Des employés (d)onéreux ?

Habitués à parler chiffres, les spécialistes du Data Marketing ne s’attirent évidemment pas avec du vinaigre mais avec de bons salaires. Un Data Analyste débutant peut ainsi espérer commencer dans les 30 et 38 K€ bruts annuels, puis avec seulement une poignée d’années d’expérience, passer de 45 à 55 K. Dans le même registre, un Media Trader junior pourra viser un salaire allant 30 à 40 K€ bruts annuels au départ avant d’ensuite prétendre à des rémunérations plus importantes au fil du temps et de son ancienneté, pour atteindre les 50 à 100k.

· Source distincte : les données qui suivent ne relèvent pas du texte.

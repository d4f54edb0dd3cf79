//! Change notification for panel transitions

use crate::machine::TransitionReport;
use parking_lot::Mutex;

/// Receives every applied transition
pub trait PanelObserver: Send + Sync {
    /// Called after a transition has been applied
    fn on_transition(&self, report: &TransitionReport);
}

/// Observer that keeps every report it receives
#[derive(Debug, Default)]
pub struct TransitionLog {
    reports: Mutex<Vec<TransitionReport>>,
}

impl TransitionLog {
    /// Create empty log
    #[must_use]
    pub fn new() -> Self {
        Self::default()
    }

    /// Copy of the received reports
    #[must_use]
    pub fn reports(&self) -> Vec<TransitionReport> {
        self.reports.lock().clone()
    }

    /// Number of received reports
    #[must_use]
    pub fn len(&self) -> usize {
        self.reports.lock().len()
    }

    /// Check if nothing was received
    #[must_use]
    pub fn is_empty(&self) -> bool {
        self.reports.lock().is_empty()
    }

    /// Drop received reports
    pub fn clear(&self) {
        self.reports.lock().clear();
    }
}

impl PanelObserver for TransitionLog {
    fn on_transition(&self, report: &TransitionReport) {
        self.reports.lock().push(report.clone());
    }
}
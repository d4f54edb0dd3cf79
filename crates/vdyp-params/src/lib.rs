//! VDYP Projection Parameters
//!
//! Turns accumulated panel input into the projection payload.
//!
//! # Overview
//!
//! - **State**: manual-entry and file-upload input, kept as entered
//! - **Species groups**: SP64 slots merged by SP0 group, highest first
//! - **Options**: base option lists plus ordered `{condition, option}` tables
//! - **Parameters**: age or year range, options, utilization overrides
//! - **CSV**: polygon/layer records with BCLCS levels and density defaults,
//!   and the reverse parser
//! - **Identifiers**: random feature id, polygon number and layer id
//!
//! # Example
//!
//! ```rust
//! use vdyp_params::{build_projection_parameters, ModelParameterState, ProjectionConfig};
//!
//! let state = ModelParameterState::with_default_values();
//! let params = build_projection_parameters(&state, &ProjectionConfig::default());
//!
//! assert_eq!(params.age_start, Some(10));
//! assert!(params.year_start.is_none());
//! assert_eq!(params.utils.len(), 4);
//! ```

pub mod bclcs;
pub mod config;
pub mod csv;
pub mod error;
pub mod identifiers;
pub mod numeric;
pub mod options;
pub mod parameters;
pub mod species_group;
pub mod state;

// Re-exports
pub use bclcs::BclcsLevels;
pub use config::ProjectionConfig;
pub use csv::{build_csv_records, convert_to_csv, parse_csv_file_content, CsvRecords, ParsedCsvFileContent};
pub use error::ParamsError;
pub use identifiers::{generate_random_number, generate_synthetic_identifiers, SyntheticIdentifiers};
pub use options::{build_debug_options, DebugOption, ExecutionOption, OptionMapping, OptionSets};
pub use parameters::{
    build_execution_options, build_projection_parameters, ProjectionInputs, ProjectionParameters,
    UtilizationParameter,
};
pub use species_group::{recompute_species_groups, total_species_percent, SpeciesGroup};
pub use state::{FileUploadSpeciesGroup, FileUploadState, ModelParameterState, ReportInfo, SpeciesEntry};

/// Prelude module for common imports
pub mod prelude {
    //! Common imports for building payloads
    pub use crate::{
        build_csv_records, build_execution_options, build_projection_parameters, ExecutionOption,
        FileUploadState, ModelParameterState, ParamsError, ProjectionConfig, ProjectionInputs,
        ProjectionParameters, SpeciesEntry,
    };
}

/// Version of this crate
pub const VERSION: &str = env!("CARGO_PKG_VERSION");
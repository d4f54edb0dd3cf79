//! Session configuration
//!
//! Loaded from TOML or JSON; every key is optional.
//!
//! ```toml
//! advisory_policy = "proceed-with-warning"
//!
//! [projection]
//! outputFormat = "CSVYieldTable"
//! metadataToOutput = "VERSION"
//! mapId = "093C090"
//! ```

use crate::error::ConfigError;
use serde::{Deserialize, Serialize};
use std::path::Path;
use vdyp_params::ProjectionConfig;

/// What confirm does when only advisory findings remain
#[derive(Debug, Clone, Copy, Default, PartialEq, Eq, Serialize, Deserialize)]
#[serde(rename_all = "kebab-case")]
pub enum AdvisoryPolicy {
    /// Confirm and report the advisories
    #[default]
    ProceedWithWarning,
    /// Treat advisories as blocking
    Block,
}

impl AdvisoryPolicy {
    /// Check if advisories stop a confirm
    #[inline]
    #[must_use]
    pub fn blocks(self) -> bool {
        matches!(self, Self::Block)
    }
}

/// Configuration of a projection session
#[derive(Debug, Clone, Default, PartialEq, Eq, Serialize, Deserialize)]
#[serde(default)]
pub struct SessionConfig {
    /// Payload settings
    pub projection: ProjectionConfig,
    /// Advisory handling on confirm
    pub advisory_policy: AdvisoryPolicy,
}

impl SessionConfig {
    /// Create config with defaults
    #[must_use]
    pub fn new() -> Self {
        Self::default()
    }

    /// Set payload settings
    #[must_use]
    pub fn with_projection(mut self, projection: ProjectionConfig) -> Self {
        self.projection = projection;
        self
    }

    /// Set advisory policy
    #[must_use]
    pub fn with_advisory_policy(mut self, policy: AdvisoryPolicy) -> Self {
        self.advisory_policy = policy;
        self
    }

    /// Load from a TOML string
    ///
    /// # Errors
    ///
    /// Returns [`ConfigError::Toml`] for malformed input.
    pub fn from_toml_str(s: &str) -> Result<Self, ConfigError> {
        Ok(toml::from_str(s)?)
    }

    /// Load from a JSON string
    ///
    /// # Errors
    ///
    /// Returns [`ConfigError::Json`] for malformed input.
    pub fn from_json_str(s: &str) -> Result<Self, ConfigError> {
        Ok(serde_json::from_str(s)?)
    }

    /// Load from a `.toml` or `.json` file
    ///
    /// # Errors
    ///
    /// Returns an error if the file cannot be read or parsed, or has
    /// another extension.
    pub fn from_file(path: impl AsRef<Path>) -> Result<Self, ConfigError> {
        let path = path.as_ref();
        let extension = path
            .extension()
            .and_then(|e| e.to_str())
            .map(str::to_ascii_lowercase)
            .unwrap_or_default();
        let content = std::fs::read_to_string(path)?;
        let config = match extension.as_str() {
            "toml" => Self::from_toml_str(&content)?,
            "json" => Self::from_json_str(&content)?,
            other => return Err(ConfigError::UnsupportedFormat(other.to_string())),
        };
        tracing::debug!(path = %path.display(), "loaded session config");
        Ok(config)
    }
}

#[cfg(test)]
mod tests {
    use super::*;
    use std::io::Write;
    use vdyp_tables::{MetadataToOutput, OutputFormat};

    #[test]
    fn toml_partial() {
        let config = SessionConfig::from_toml_str(
            r#"
            advisory_policy = "block"

            [projection]
            outputFormat = "TextReport"
            "#,
        )
        .unwrap();
        assert!(config.advisory_policy.blocks());
        assert_eq!(config.projection.output_format, OutputFormat::TextReport);
        assert_eq!(config.projection.metadata_to_output, MetadataToOutput::Version);
    }

    #[test]
    fn empty_json_is_default() {
        assert_eq!(SessionConfig::from_json_str("{}").unwrap(), SessionConfig::default());
    }

    #[test]
    fn file_dispatch_by_extension() {
        let dir = tempfile::tempdir().unwrap();
        let path = dir.path().join("session.toml");
        let mut file = std::fs::File::create(&path).unwrap();
        writeln!(file, "[projection]\nmapId = \"082G041\"").unwrap();
        let config = SessionConfig::from_file(&path).unwrap();
        assert_eq!(config.projection.map_id, "082G041");

        let yaml = dir.path().join("session.yaml");
        std::fs::write(&yaml, "projection: {}").unwrap();
        assert!(matches!(SessionConfig::from_file(&yaml), Err(ConfigError::UnsupportedFormat(_))));
    }
}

Data Marketing : quelles formations ?

Si, pour devenir Data Scientist, il est plutôt conseillé de faire une école d’ingénieurs en lien avec le Big Data et l’informatique, les chemins menant aux métiers du Data Marketing sont moins évidents. En effet, rares sont les formations fiables à s’être entièrement dédiées au sujet de ces jobs finalement encore nouveaux. Pire : avec l’effet de mode de la donnée, énormément de formations et d’établissements ne font que saupoudrer de Data des contenus déjà existants. Pour éviter de tomber dans le piège du« Data Washing », il convient de privilégier les programmes où la donnée concerne plusieurs heures de formation et non un simple module additionnel en dernière année. Évitez donc les formations courtes proposant de devenir spécialiste du Data Marketing en quelques jours comme celles qui durent quelques mois mais ne vous demandent pas de prérequis.  Enfin, pensez à sélectionner des établissements affichant de bonnes interactions avec les entreprises (stages, alternances, réseau de partenaires…) car, de l’avis même des professionnels, ces métiers s’apprennent avant tout par la pratique et sur le terrain. De toute façon, gardez en tête qu’il faudra vous former en continue durant votre carrière, voire même rajouter à vos compétences des formations un peu plus scientifiques ou techniques pour aller encore plus loin.